He had no proof. His days are split between wandering around town and watching daytime TV. The money stopped on 24 August. His power ran out a week later. No Agency in the town could do a thing about it. He lived off the Voluntary Sector including us. He walked the streets collecting fag ends out of ashtrays in outdoor smoking areas in a polythene bag. He called in to the Job Centre time and again and when he exhibited any anger at his situation they threw him out. Suspended Job Seekers triggered a similar suspension of Housing Benefit. Which meant that no rent was paid. Which meant arrears. Which meant his Social Housing Provider went to court and asked for an eviction notice. They changed the locks whilst he was out and about collecting up dockers. When he returned to his locked home he smashed a window to get back in. There will be a price to pay at some stage.

Finally the Job Centre have decided he has been punished enough. They say he will be re-instated next week. Does that mean they have decided there was actually no case to answer? No comment. Will his Housing benefit be back dated? No chance. Which means he now has a debt of £700 and a broken window. He will no doubt be evicted before Christmas and stuck into a Homeless Hostel. And do doubt he will be taken to court for criminal damage for the broken window. And he’ll get fined and if he cannot make the payments he’ll probably be sent to jail

All because someone with a grudge made a single anonymous phone call and told a single anonymous lie. It helped someone at the Job Centre to meet their weekly target of getting three clients off benefits.

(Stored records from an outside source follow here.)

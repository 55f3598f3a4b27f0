//! Layered render configuration
//!
//! A [`Config`] is a chain of layers. Lookups walk from the innermost
//! layer outwards; unset keys read as absent rather than failing.

use std::collections::BTreeMap;
use std::rc::Rc;

use serde::{Deserialize, Serialize};

use crate::ConfigError;

/// A configuration value
#[derive(Debug, Clone, PartialEq, Serialize, Deserialize)]
#[serde(untagged)]
pub enum ConfigValue {
    Null,
    Bool(bool),
    Int(i64),
    Float(f64),
    Str(String),
}

impl ConfigValue {
    /// Truthiness: `null`, `false`, zero and empty strings are falsy.
    pub fn is_truthy(&self) -> bool {
        match self {
            ConfigValue::Null => false,
            ConfigValue::Bool(b) => *b,
            ConfigValue::Int(n) => *n != 0,
            ConfigValue::Float(x) => *x != 0.0,
            ConfigValue::Str(s) => !s.is_empty(),
        }
    }

    pub fn as_int(&self) -> Option<i64> {
        match self {
            ConfigValue::Int(n) => Some(*n),
            _ => None,
        }
    }

    pub fn as_str(&self) -> Option<&str> {
        match self {
            ConfigValue::Str(s) => Some(s),
            _ => None,
        }
    }
}

impl From<bool> for ConfigValue {
    fn from(value: bool) -> Self {
        ConfigValue::Bool(value)
    }
}

impl From<i64> for ConfigValue {
    fn from(value: i64) -> Self {
        ConfigValue::Int(value)
    }
}

impl From<i32> for ConfigValue {
    fn from(value: i32) -> Self {
        ConfigValue::Int(value.into())
    }
}

impl From<f64> for ConfigValue {
    fn from(value: f64) -> Self {
        ConfigValue::Float(value)
    }
}

impl From<&str> for ConfigValue {
    fn from(value: &str) -> Self {
        ConfigValue::Str(value.to_string())
    }
}

impl From<String> for ConfigValue {
    fn from(value: String) -> Self {
        ConfigValue::Str(value)
    }
}

/// One configuration layer
pub type Layer = BTreeMap<String, ConfigValue>;

/// Layered configuration
#[derive(Debug, Clone, Default)]
pub struct Config {
    inner: Rc<ConfigData>,
}

#[derive(Debug, Default)]
struct ConfigData {
    values: Layer,
    parent: Option<Config>,
}

impl Config {
    pub fn new(values: Layer) -> Self {
        Self {
            inner: Rc::new(ConfigData {
                values,
                parent: None,
            }),
        }
    }

    /// Build a root layer from `(key, value)` pairs.
    pub fn from_pairs<I, K, V>(pairs: I) -> Self
    where
        I: IntoIterator<Item = (K, V)>,
        K: Into<String>,
        V: Into<ConfigValue>,
    {
        Self::new(pairs.into_iter().map(|(k, v)| (k.into(), v.into())).collect())
    }

    /// Parse a root layer from a JSON object of scalars.
    pub fn from_json(json: &str) -> Result<Self, ConfigError> {
        Ok(Self::new(Self::layer_from_json(json)?))
    }

    /// Parse a JSON object of scalars into a layer.
    pub fn layer_from_json(json: &str) -> Result<Layer, ConfigError> {
        let parsed: serde_json::Value = serde_json::from_str(json)?;
        let serde_json::Value::Object(map) = parsed else {
            return Err(ConfigError::NotAnObject);
        };
        let mut values = Layer::new();
        for (key, value) in map {
            let value: ConfigValue = serde_json::from_value(value)
                .map_err(|_| ConfigError::InvalidValue { key: key.clone() })?;
            values.insert(key, value);
        }
        Ok(values)
    }

    /// All visible settings, inner layers winning, as a JSON object.
    pub fn to_json(&self) -> Result<String, ConfigError> {
        Ok(serde_json::to_string(&self.flatten())?)
    }

    /// Add a layer on top of this one.
    ///
    /// An empty layer returns `self`. A layer setting exactly the same keys
    /// as the innermost one replaces it instead of stacking.
    pub fn with_config(&self, values: Layer) -> Config {
        if values.is_empty() {
            return self.clone();
        }
        let parent = if self.inner.values.keys().eq(values.keys()) {
            self.inner.parent.clone()
        } else {
            Some(self.clone())
        };
        Config {
            inner: Rc::new(ConfigData { values, parent }),
        }
    }

    /// Raw lookup. An explicit `null` is returned as such.
    pub fn get(&self, key: &str) -> Option<&ConfigValue> {
        let mut layer = Some(self);
        while let Some(config) = layer {
            if let Some(value) = config.inner.values.get(key) {
                return Some(value);
            }
            layer = config.inner.parent.as_ref();
        }
        None
    }

    pub fn flag(&self, key: &str) -> bool {
        self.get(key).is_some_and(ConfigValue::is_truthy)
    }

    pub fn int(&self, key: &str) -> Option<i64> {
        self.get(key).and_then(ConfigValue::as_int)
    }

    pub fn str(&self, key: &str) -> Option<&str> {
        self.get(key).and_then(ConfigValue::as_str)
    }

    /// Depth at which full forms give way to short forms.
    pub fn max_depth(&self) -> Option<i64> {
        self.int("max_depth")
    }

    /// Disable reference de-duplication.
    pub fn norefs(&self) -> bool {
        self.flag("norefs") || self.flag("no_refs")
    }

    /// Render back-references without a preview.
    pub fn shortrefs(&self) -> bool {
        self.flag("shortrefs")
    }

    /// Number of layers in the chain.
    pub fn depth(&self) -> usize {
        let mut n = 0;
        let mut layer = Some(self);
        while let Some(config) = layer {
            n += 1;
            layer = config.inner.parent.as_ref();
        }
        n
    }

    fn flatten(&self) -> Layer {
        let mut out = match &self.inner.parent {
            Some(parent) => parent.flatten(),
            None => Layer::new(),
        };
        for (k, v) in &self.inner.values {
            out.insert(k.clone(), v.clone());
        }
        out
    }
}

Is it true? Christ, I hope not. But every day we hear similar stories and it is hard to believe that everyone is lying. This morning I will pass this on to Russell Brown our local MP. I will ask him if he might be willing to contact the Job Centre and ask for a clear list of reasons why people get suspended. Legal reasons. And once we have that list we will be able to advise people if they have a leg to stand on. Or not. And I really, really hope that this new rule of ‘Guilty until proven innocent’ is not in fact carved in stone. I really, really hope that it is the work of a few cavalier individuals looking to hit their targets and protect their jobs rather than actual written down policy. Because if it is indeed actual written down policy, then it is hard to accept. Britain isn’t supposed to be like this.